WORK TO BE COMPLETED: Once you have read the records, output them exactly.
%%
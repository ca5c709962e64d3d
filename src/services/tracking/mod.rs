//! Message tracking operations: searching delivery records and fetching
//! per-message tracking details.

mod requests;
mod responses;
mod service;

pub use requests::*;
pub use responses::*;
pub use service::{TrackingService, TrackingServiceTrait};

/// Tracking search endpoint
pub const TRACKING_MESSAGES_ENDPOINT: &str = "/sma/api/v2.0/message-tracking/messages";
/// Tracking details endpoint
pub const TRACKING_DETAILS_ENDPOINT: &str = "/sma/api/v2.0/message-tracking/details";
%%
WRITTEN SOLUTION:
repository ca5c709962e64d3d
filename src/services/tracking/mod.rs
//! Message tracking operations: searching delivery records and fetching
//! per-message tracking details.

mod requests;
mod responses;
mod service;

pub use requests::*;
pub use responses::*;
pub use service::{TrackingService, TrackingServiceTrait};

/// Tracking search endpoint
pub const TRACKING_MESSAGES_ENDPOINT: &str = "/sma/api/v2.0/message-tracking/messages";
/// Tracking details endpoint
pub const TRACKING_DETAILS_ENDPOINT: &str = "/sma/api/v2.0/message-tracking/details";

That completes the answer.